I wonder if the predominance of the Green Man’s image over actual stories about him of any kind isn’t testimony to how old he is, like the ice giants of Norse mythology or the Titans of Greek mythology. We have few details as such but more a sense of their energy and presence. The Green Man is elemental, unknown, save the disposition to surprise and delight, to restore and regenerate.
Whilst the Green Man is traditionally associated with seasonal cycles he is particularly connected to Spring because of this emphasis on regeneration, clinically relevant because it is really rather different from the idea of transformation. The Green Man could be thought of as a chthonic form of Mogenson’s ‘Dove in the consulting room’, to remind us that growth happens by itself once optimum light, warmth and soil are provided.
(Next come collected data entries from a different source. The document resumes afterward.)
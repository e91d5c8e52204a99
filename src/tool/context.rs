// Aglogen Assistant — Tool execution context

use serde_json::{json, Value};
use std::collections::{BTreeSet, HashMap};

use super::{Arguments, DEFAULT_INJECTED_PARAMS};
use crate::store::User;

/// The parts of an inbound request a context is derived from.
#[derive(Debug, Clone)]
pub struct RequestInfo {
    pub user: User,
    pub body: Option<Value>,
    pub query: HashMap<String, String>,
}

impl RequestInfo {
    pub fn new(user: User) -> Self {
        Self {
            user,
            body: None,
            query: HashMap::new(),
        }
    }

    pub fn with_body(mut self, body: Value) -> Self {
        self.body = Some(body);
        self
    }

    pub fn with_query(mut self, key: impl Into<String>, value: impl Into<String>) -> Self {
        self.query.insert(key.into(), value.into());
        self
    }
}

/// Per-request data handed to tools. Built fresh for every request.
#[derive(Debug, Clone)]
pub struct ToolContext {
    pub user: User,
    pub project_id: Option<i64>,
    pub conversation_id: Option<String>,
    pub request_id: String,
}

impl ToolContext {
    pub fn new(user: User) -> Self {
        Self {
            user,
            project_id: None,
            conversation_id: None,
            request_id: uuid::Uuid::new_v4().to_string(),
        }
    }

    pub fn with_project(mut self, project_id: Option<i64>) -> Self {
        self.project_id = project_id;
        self
    }

    pub fn with_conversation(mut self, conversation_id: Option<String>) -> Self {
        self.conversation_id = conversation_id;
        self
    }

    pub fn to_dict(&self) -> Value {
        json!({
            "user_id": self.user.id,
            "project_id": self.project_id,
            "conversation_id": self.conversation_id,
            "request_id": self.request_id,
        })
    }
}

pub struct ContextManager;

impl ContextManager {
    /// Build a context. The project id comes from the explicit argument, then
    /// the body's `project_id`, then the query string. A value that does not
    /// parse as an integer yields no project rather than an error.
    pub fn from_request(
        request: &RequestInfo,
        project_id: Option<i64>,
        conversation_id: Option<String>,
    ) -> ToolContext {
        let project_id = project_id.or_else(|| {
            let from_body = request
                .body
                .as_ref()
                .and_then(|b| b.get("project_id"))
                .filter(|v| !v.is_null());
            match from_body {
                Some(v) => parse_project_id(v),
                None => request
                    .query
                    .get("project_id")
                    .and_then(|s| s.trim().parse().ok()),
            }
        });

        ToolContext::new(request.user.clone())
            .with_project(project_id)
            .with_conversation(conversation_id)
    }

    /// Merge context values into a copy of `arguments`. `user` and
    /// `request_id` are always set when requested; `project_id` and
    /// `conversation_id` only when the context has one.
    pub fn inject_context(
        context: &ToolContext,
        arguments: &Arguments,
        injected_params: Option<&BTreeSet<String>>,
    ) -> Arguments {
        let defaults: BTreeSet<String>;
        let injected = match injected_params {
            Some(p) => p,
            None => {
                defaults = DEFAULT_INJECTED_PARAMS.iter().map(|s| s.to_string()).collect();
                &defaults
            }
        };

        let mut merged = arguments.clone();
        if injected.contains("user") {
            merged.insert("user".into(), context.user.to_context_value());
        }
        if injected.contains("project_id") {
            if let Some(id) = context.project_id {
                merged.insert("project_id".into(), json!(id));
            }
        }
        if injected.contains("conversation_id") {
            if let Some(id) = &context.conversation_id {
                merged.insert("conversation_id".into(), json!(id));
            }
        }
        if injected.contains("request_id") {
            merged.insert("request_id".into(), json!(context.request_id));
        }
        merged
    }
}

/// Integers, integral floats such as `3.0`, and numeric strings.
fn parse_project_id(value: &Value) -> Option<i64> {
    match value {
        Value::Number(n) => n.as_i64().or_else(|| {
            n.as_f64()
                .filter(|f| f.is_finite() && f.fract() == 0.0 && f.abs() < i64::MAX as f64)
                .map(|f| f as i64)
        }),
        Value::String(s) => s.trim().parse().ok(),
        _ => None,
    }
}
// Aglogen Assistant — API key encryption
//
// Provider API keys are stored as Fernet tokens, so keys written by other
// services sharing the same secret stay readable.

use fernet::Fernet;
use thiserror::Error;

#[derive(Error, Debug, Clone, PartialEq, Eq)]
pub enum EncryptionError {
    #[error("Encryption key must be set. Generate one with: aglogen-assistant keygen")]
    MissingKey,
    #[error("Invalid encryption key format: expected 32 url-safe base64 encoded bytes")]
    InvalidKey,
    #[error("Cannot encrypt empty value. API key must be provided.")]
    EmptyPlaintext,
    #[error("Cannot decrypt empty value. Encrypted API key must be provided.")]
    EmptyCiphertext,
    #[error("Failed to decrypt API key. The encryption key may have changed or the data was tampered with.")]
    InvalidToken,
    #[error("Decrypted API key is not valid UTF-8")]
    InvalidUtf8,
}

pub struct ApiKeyEncryption {
    fernet: Fernet,
}

impl ApiKeyEncryption {
    pub fn new(key: &str) -> Result<Self, EncryptionError> {
        let key = key.trim();
        if key.is_empty() {
            return Err(EncryptionError::MissingKey);
        }
        let fernet = Fernet::new(key).ok_or(EncryptionError::InvalidKey)?;
        Ok(Self { fernet })
    }

    pub fn encrypt(&self, plain_text: &str) -> Result<String, EncryptionError> {
        if plain_text.is_empty() {
            return Err(EncryptionError::EmptyPlaintext);
        }
        Ok(self.fernet.encrypt(plain_text.as_bytes()))
    }

    pub fn decrypt(&self, cipher_text: &str) -> Result<String, EncryptionError> {
        if cipher_text.is_empty() {
            return Err(EncryptionError::EmptyCiphertext);
        }
        let bytes = self
            .fernet
            .decrypt(cipher_text)
            .map_err(|_| EncryptionError::InvalidToken)?;
        String::from_utf8(bytes).map_err(|_| EncryptionError::InvalidUtf8)
    }

    pub fn generate_key() -> String {
        Fernet::generate_key()
    }
}

impl std::fmt::Debug for ApiKeyEncryption {
    fn fmt(&self, f: &mut std::fmt::Formatter<'_>) -> std::fmt::Result {
        f.write_str("ApiKeyEncryption { .. }")
    }
}

#[cfg(test)]
mod tests {
    use super::*;

    #[test]
    fn test_roundtrip() {
        let enc = ApiKeyEncryption::new(&ApiKeyEncryption::generate_key()).unwrap();
        let token = enc.encrypt("sk-test-123").unwrap();
        assert_ne!(token, "sk-test-123");
        assert_eq!(enc.decrypt(&token).unwrap(), "sk-test-123");
    }

    #[test]
    fn test_key_validation() {
        assert_eq!(ApiKeyEncryption::new("").unwrap_err(), EncryptionError::MissingKey);
        assert_eq!(ApiKeyEncryption::new("not-a-key").unwrap_err(), EncryptionError::InvalidKey);
    }

    #[test]
    fn test_empty_inputs() {
        let enc = ApiKeyEncryption::new(&ApiKeyEncryption::generate_key()).unwrap();
        assert_eq!(enc.encrypt("").unwrap_err(), EncryptionError::EmptyPlaintext);
        assert_eq!(enc.decrypt("").unwrap_err(), EncryptionError::EmptyCiphertext);
    }

    #[test]
    fn test_wrong_key_is_rejected() {
        let a = ApiKeyEncryption::new(&ApiKeyEncryption::generate_key()).unwrap();
        let b = ApiKeyEncryption::new(&ApiKeyEncryption::generate_key()).unwrap();
        let token = a.encrypt("secret").unwrap();
        let err = b.decrypt(&token).unwrap_err();
        assert_eq!(err, EncryptionError::InvalidToken);
        assert!(err.to_string().contains("tampered"));
        assert_eq!(a.decrypt("garbage").unwrap_err(), EncryptionError::InvalidToken);
    }
}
These different models find common ground in Hildegaard of Bingen’s ‘Viriditas’, latin for ‘greeness’, a dynamic principle of regenerative greening, a metaphor of life returning to an inhospitable inner land via natural processes which revitalise and invigorate, a response to difficult material surfacing in consciousness. Dream images of greening often herald new growth and change, the return of life, warmth, abundance. Simply being out in Nature is profoundly restorative, helping us connect with ourselves and underscoring what’s important in life, simple things and precious others.